『--「生」か「死」か論議再び 米女性の安楽死問題--

米フロリダ州高裁は22日、約15年にわたり植物状態が続いている同州の女性テリ・シャイボさん(41)の栄養補給装置を取り外し安楽死させることを求めた夫の主張を認め、同日午後以降の取り外しを認める決定をした。
 これに対し、安楽死に反対しているテリさんの両親は「保護者」としての夫の適格性などを問題として取り外し差し止めを州地裁に申し立て、23日夕までの差し止めが認められた。
 地裁の審理は同日午後開かれる予定で、夫と両親の安楽死論争が司法の場で本格的に再燃することになった。
 テリさんの補給装置は安楽死を認めた州高裁の判断を基に2003年10月いったん外されたが、ブッシュ州知事が安楽死中止を命令。
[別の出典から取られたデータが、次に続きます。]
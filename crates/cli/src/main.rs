//! # SLAM Ingest CLI
//!
//! Command-line entry point.
//!
//! Provides:
//! - Configuration loading and validation
//! - Session orchestration (sources, engine facade, ingestion supervisor)
//! - Graceful shutdown on Ctrl+C / SIGTERM

mod cli;
mod commands;
mod error;
mod pipeline;

use anyhow::Result;
use clap::Parser;
use observability::ObservabilityConfig;
use tracing::info;

use cli::{Cli, Commands};
use commands::{run_info, run_session, run_validate};

#[tokio::main]
async fn main() -> Result<()> {
    // Load .env file if present
    dotenvy::dotenv().ok();

    let cli = Cli::parse();

    let metrics_port = match &cli.command {
        Commands::Run(args) if args.metrics_port != 0 => Some(args.metrics_port),
        _ => None,
    };
    observability::init_with_config(
        ObservabilityConfig::from_verbosity(cli.verbose, cli.quiet)
            .with_log_format(cli.log_format.into())
            .with_metrics_port(metrics_port),
    )?;

    info!(version = env!("CARGO_PKG_VERSION"), "SLAM Ingest CLI starting");

    let result = match &cli.command {
        Commands::Run(args) => run_session(args).await,
        Commands::Validate(args) => run_validate(args),
        Commands::Info(args) => run_info(args),
    };

    if let Err(ref e) = result {
        tracing::error!(error = %e, "Command failed");
    }

    result
}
米連邦最高裁はことし1月に命令を違憲とするなど、テリさんの「生死」は米国で安楽死問題の象徴的存在となっている。』

『--「今国会での提出目指す」 尊厳死法議連が正式発足へ--

 超党派の国会議員でつくる「尊厳死法制化を考える議員連盟」の世話人会が23日開かれ、近く正式に議連を発足させることを決めた。会長に選出された中山太郎元外相は終了後、「今国会での法案提出を目指しているが、日本医師会や関連学会の意見も聞きたい」と述べた。
 尊厳死は、患者が自らの意思で延命治療を中止し、人工呼吸器などを用いない自然な状態で死を迎えるもの。
 議員立法での法制化を目指す世話人会のメンバーは自民、民主両党の議員18人。中山会長らは日本尊厳死協会が作成した要綱案を基に、法案骨子の作成を進めている。
 この日の会合では、尊厳死の権利を患者に認めた場合、医師が従わなければならないかや、患者の意思表示がない時に家族が代行できるか、などの問題点があることが報告された。
 尊厳死協会はこれまでに約13万8000人分の署名を集めており、法制化を求める請願書を提出する予定だ。』

 患者さんが植物状態つまり遷延性意識障害や痴呆で意思決定ができない場合に誰が尊厳死を決定できるのかというところが問題ということだろう.だが,それ以前に医療の現場では誰が延命処置を決定するのかも問題である.

 医師は倫理観から患者の生命を維持する処置を常に選択するわけであり,そのために人工呼吸器を装着したり中心静脈栄養や経管栄養を開始したりしているわけで,これらを開始するときに本人の意思確認をしたりすることは通常は無いし状態が悪くてできないことが多い.そうして結果として意識が戻らないと植物状態ということになってしまうわけである.

 植物状態とは呼吸,栄養,清潔,体位交換などの条件が処置によって満たされれば生存できる状態ともいえるだろう.本人の植物状態を望まないとの意思表示を事前に確認できていれば人工呼吸や栄養を中止することに同意できる場合は多いだろう.

 だが,現在すでに遷延性意識障害で寝たきりの場合は尊厳死の決定を誰がするのかは難問だろう.回復の可能性がまったくないと言える医師はたぶん一人もいないから,医師に決定権を与えられるのも困るし,家族に決定権を与える根拠は脳死臓器移植の場合のようにはいかないだろう.脳死と遷延性意識障害はまったく別物だから.

 だが,今後の決定方法なら簡単に述べることができないわけではない.脳死臓器移植は今後はドナーをはっきり拒否していない場合はOKということになるようだが,それなら延命処置をはっきりと希望していない場合は植物状態になったら人工呼吸や経管栄養を中止するというのもひとつの方法だろう.

 健康保険証や免許証の裏にでも本人の意思を書くことになったらみんなはなんと書くのだろうか.